[Task input]

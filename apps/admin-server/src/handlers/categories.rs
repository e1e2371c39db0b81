//! Category management, guarded by `CategoryPolicy`.

use actix_web::{HttpResponse, web};
use uuid::Uuid;

use inkpost_core::domain::Category;
use inkpost_core::policy::{Ability, CategoryPolicy};
use inkpost_core::ports::{BaseRepository, CategoryRepository};
use inkpost_core::resource::CategoryForm;
use inkpost_shared::ApiResponse;

use super::{authorize, existing, live};
use crate::middleware::auth::Identity;
use crate::middleware::error::AppResult;
use crate::state::AppState;

const ENTITY: &str = "category";

/// GET /admin/categories
pub async fn index(state: web::Data<AppState>, identity: Identity) -> AppResult<HttpResponse> {
    authorize(&state, &CategoryPolicy, &identity, Ability::ViewAny).await?;
    let categories = state.repos.categories.list().await?;
    Ok(HttpResponse::Ok().json(ApiResponse::ok(categories)))
}

/// GET /admin/categories/{id}
pub async fn show(
    state: web::Data<AppState>,
    identity: Identity,
    path: web::Path<Uuid>,
) -> AppResult<HttpResponse> {
    let id = path.into_inner();
    authorize(&state, &CategoryPolicy, &identity, Ability::View).await?;
    let category = live(state.repos.categories.find_by_id(id).await?, ENTITY, id)?;
    Ok(HttpResponse::Ok().json(ApiResponse::ok(category)))
}

/// POST /admin/categories
///
/// Also serves the inline "create category" form of the post editor.
pub async fn store(
    state: web::Data<AppState>,
    identity: Identity,
    body: web::Json<CategoryForm>,
) -> AppResult<HttpResponse> {
    authorize(&state, &CategoryPolicy, &identity, Ability::Create).await?;
    let (name, slug) = body.into_inner().validate_input()?;

    let category = state
        .repos
        .categories
        .create(Category::new(name, slug))
        .await?;
    tracing::info!(category_id = %category.id, "Category created");
    Ok(HttpResponse::Created().json(ApiResponse::ok(category)))
}

/// PUT /admin/categories/{id}
pub async fn update(
    state: web::Data<AppState>,
    identity: Identity,
    path: web::Path<Uuid>,
    body: web::Json<CategoryForm>,
) -> AppResult<HttpResponse> {
    let id = path.into_inner();
    authorize(&state, &CategoryPolicy, &identity, Ability::Update).await?;
    let mut category = live(state.repos.categories.find_by_id(id).await?, ENTITY, id)?;

    let (name, slug) = body.into_inner().validate_input()?;
    CategoryForm::apply_to(name, slug, &mut category);
    let category = state.repos.categories.update(category).await?;
    Ok(HttpResponse::Ok().json(ApiResponse::ok(category)))
}

/// DELETE /admin/categories/{id}
pub async fn destroy(
    state: web::Data<AppState>,
    identity: Identity,
    path: web::Path<Uuid>,
) -> AppResult<HttpResponse> {
    let id = path.into_inner();
    authorize(&state, &CategoryPolicy, &identity, Ability::Delete).await?;
    live(state.repos.categories.find_by_id(id).await?, ENTITY, id)?;

    state.repos.categories.trash(id).await?;
    tracing::info!(category_id = %id, "Category moved to trash");
    Ok(HttpResponse::NoContent().finish())
}

/// POST /admin/categories/{id}/restore
pub async fn restore(
    state: web::Data<AppState>,
    identity: Identity,
    path: web::Path<Uuid>,
) -> AppResult<HttpResponse> {
    let id = path.into_inner();
    authorize(&state, &CategoryPolicy, &identity, Ability::Restore).await?;
    existing(state.repos.categories.find_by_id(id).await?, ENTITY, id)?;

    state.repos.categories.restore(id).await?;
    let category = live(state.repos.categories.find_by_id(id).await?, ENTITY, id)?;
    Ok(HttpResponse::Ok().json(ApiResponse::ok(category)))
}
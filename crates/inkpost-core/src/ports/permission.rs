//! Permission lookup port consulted by every policy.

use async_trait::async_trait;
use uuid::Uuid;

use crate::error::RepoError;

/// Answers whether an actor holds a named permission.
///
/// Role assignment and the permission catalog live behind this trait;
/// policies only ever ask about one name at a time.
#[async_trait]
pub trait PermissionChecker: Send + Sync {
    async fn has(&self, actor_id: Uuid, permission: &str) -> Result<bool, RepoError>;
}
//! Authentication ports.

use uuid::Uuid;

/// Claims stored in access tokens.
#[derive(Debug, Clone)]
pub struct TokenClaims {
    pub user_id: Uuid,
    pub email: String,
    pub exp: i64,
}

/// Token service trait for JWT operations.
pub trait TokenService: Send + Sync {
    /// Generate access token for a user.
    fn generate_token(&self, user_id: Uuid, email: &str) -> Result<String, AuthError>;

    /// Validate and decode a token.
    fn validate_token(&self, token: &str) -> Result<TokenClaims, AuthError>;

    /// Lifetime of issued tokens.
    fn expiration_seconds(&self) -> i64;
}

/// Password hashing service.
pub trait PasswordService: Send + Sync {
    /// Hash a plain text password.
    fn hash(&self, password: &str) -> Result<String, AuthError>;

    /// Verify a password against a hash.
    fn verify(&self, password: &str, hash: &str) -> Result<bool, AuthError>;

    /// Spend the cost of one verification on a login whose account does not exist.
    fn verify_absent(&self, password: &str);
}

/// Authentication errors.
#[derive(Debug, thiserror::Error)]
pub enum AuthError {
    #[error("Invalid credentials")]
    InvalidCredentials,

    #[error("Token expired")]
    TokenExpired,

    #[error("Invalid token: {0}")]
    InvalidToken(String),

    #[error("Missing authorization header")]
    MissingAuth,

    #[error("Hashing error: {0}")]
    HashingError(String),
}
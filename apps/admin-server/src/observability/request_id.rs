//! `X-Request-ID` propagation.
//!
//! A well-formed incoming ID (from a proxy or the admin frontend) is kept,
//! anything else is replaced by a fresh UUID. The ID is echoed on the
//! response and stored in request extensions.

use std::future::{Future, Ready, ready};
use std::pin::Pin;

use actix_web::{
    Error, HttpMessage,
    dev::{Service, ServiceRequest, ServiceResponse, Transform, forward_ready},
    http::header::{HeaderName, HeaderValue},
};
use uuid::Uuid;

pub static REQUEST_ID_HEADER: &str = "x-request-id";

const MAX_INCOMING_LEN: usize = 64;

/// Request ID stored in request extensions.
#[derive(Debug, Clone, PartialEq, Eq)]
pub struct RequestId(pub String);

impl actix_web::FromRequest for RequestId {
    type Error = Error;
    type Future = Ready<Result<Self, Self::Error>>;

    fn from_request(req: &actix_web::HttpRequest, _: &mut actix_web::dev::Payload) -> Self::Future {
        let id = req
            .extensions()
            .get::<RequestId>()
            .cloned()
            .unwrap_or_else(|| RequestId(Uuid::new_v4().to_string()));
        ready(Ok(id))
    }
}

fn accept_incoming(value: &HeaderValue) -> Option<String> {
    let value = value.to_str().ok()?;
    let well_formed = !value.is_empty()
        && value.len() <= MAX_INCOMING_LEN
        && value
            .bytes()
            .all(|b| b.is_ascii_alphanumeric() || b == b'-' || b == b'_');
    well_formed.then(|| value.to_string())
}

pub struct RequestIdMiddleware;

impl<S, B> Transform<S, ServiceRequest> for RequestIdMiddleware
where
    S: Service<ServiceRequest, Response = ServiceResponse<B>, Error = Error>,
    S::Future: 'static,
    B: 'static,
{
    type Response = ServiceResponse<B>;
    type Error = Error;
    type Transform = RequestIdService<S>;
    type InitError = ();
    type Future = Ready<Result<Self::Transform, Self::InitError>>;

    fn new_transform(&self, service: S) -> Self::Future {
        ready(Ok(RequestIdService { service }))
    }
}

pub struct RequestIdService<S> {
    service: S,
}

impl<S, B> Service<ServiceRequest> for RequestIdService<S>
where
    S: Service<ServiceRequest, Response = ServiceResponse<B>, Error = Error>,
    S::Future: 'static,
    B: 'static,
{
    type Response = ServiceResponse<B>;
    type Error = Error;
    type Future = Pin<Box<dyn Future<Output = Result<Self::Response, Self::Error>>>>;

    forward_ready!(service);

    fn call(&self, req: ServiceRequest) -> Self::Future {
        let request_id = req
            .headers()
            .get(REQUEST_ID_HEADER)
            .and_then(accept_incoming)
            .unwrap_or_else(|| Uuid::new_v4().to_string());

        req.extensions_mut().insert(RequestId(request_id.clone()));
        tracing::debug!(%request_id, path = %req.path(), "Request received");

        let fut = self.service.call(req);
        Box::pin(async move {
            let mut res = fut.await?;
            // ids are ASCII by construction
            if let Ok(value) = HeaderValue::from_str(&request_id) {
                res.headers_mut()
                    .insert(HeaderName::from_static(REQUEST_ID_HEADER), value);
            }
            Ok(res)
        })
    }
}

#[cfg(test)]
mod tests {
    use super::*;
    use actix_web::{App, HttpResponse, test, web};

    #[actix_rt::test]
    async fn test_generates_id_when_missing() {
        let app = test::init_service(
            App::new()
                .wrap(RequestIdMiddleware)
                .route("/", web::get().to(|| async { HttpResponse::Ok().finish() })),
        )
        .await;

        let res = test::call_service(&app, test::TestRequest::get().uri("/").to_request()).await;
        let id = res.headers().get(REQUEST_ID_HEADER).unwrap().to_str().unwrap();
        assert!(Uuid::parse_str(id).is_ok());
    }

    #[actix_rt::test]
    async fn test_keeps_well_formed_incoming_id() {
        let app = test::init_service(
            App::new()
                .wrap(RequestIdMiddleware)
                .route("/", web::get().to(|| async { HttpResponse::Ok().finish() })),
        )
        .await;

        let req = test::TestRequest::get()
            .uri("/")
            .insert_header((REQUEST_ID_HEADER, "edge-42"))
            .to_request();
        let res = test::call_service(&app, req).await;
        assert_eq!(res.headers().get(REQUEST_ID_HEADER).unwrap(), "edge-42");
    }

    #[::core::prelude::v1::test]
    fn test_rejects_malformed_incoming_id() {
        assert!(accept_incoming(&HeaderValue::from_static("bad id with spaces")).is_none());
        assert!(accept_incoming(&HeaderValue::from_static("")).is_none());
    }
}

[/Task input]

Beginning at the line with "name at a time." and ending at the line with "decode a token.", reproduce each line of the data above exactly, and add no other lines.

**Task solution**
/// policies only ever ask about one name at a time.
#[async_trait]
pub trait PermissionChecker: Send + Sync {
    async fn has(&self, actor_id: Uuid, permission: &str) -> Result<bool, RepoError>;
}
//! Authentication ports.

use uuid::Uuid;

/// Claims stored in access tokens.
#[derive(Debug, Clone)]
pub struct TokenClaims {
    pub user_id: Uuid,
    pub email: String,
    pub exp: i64,
}

/// Token service trait for JWT operations.
pub trait TokenService: Send + Sync {
    /// Generate access token for a user.
    fn generate_token(&self, user_id: Uuid, email: &str) -> Result<String, AuthError>;

    /// Validate and decode a token.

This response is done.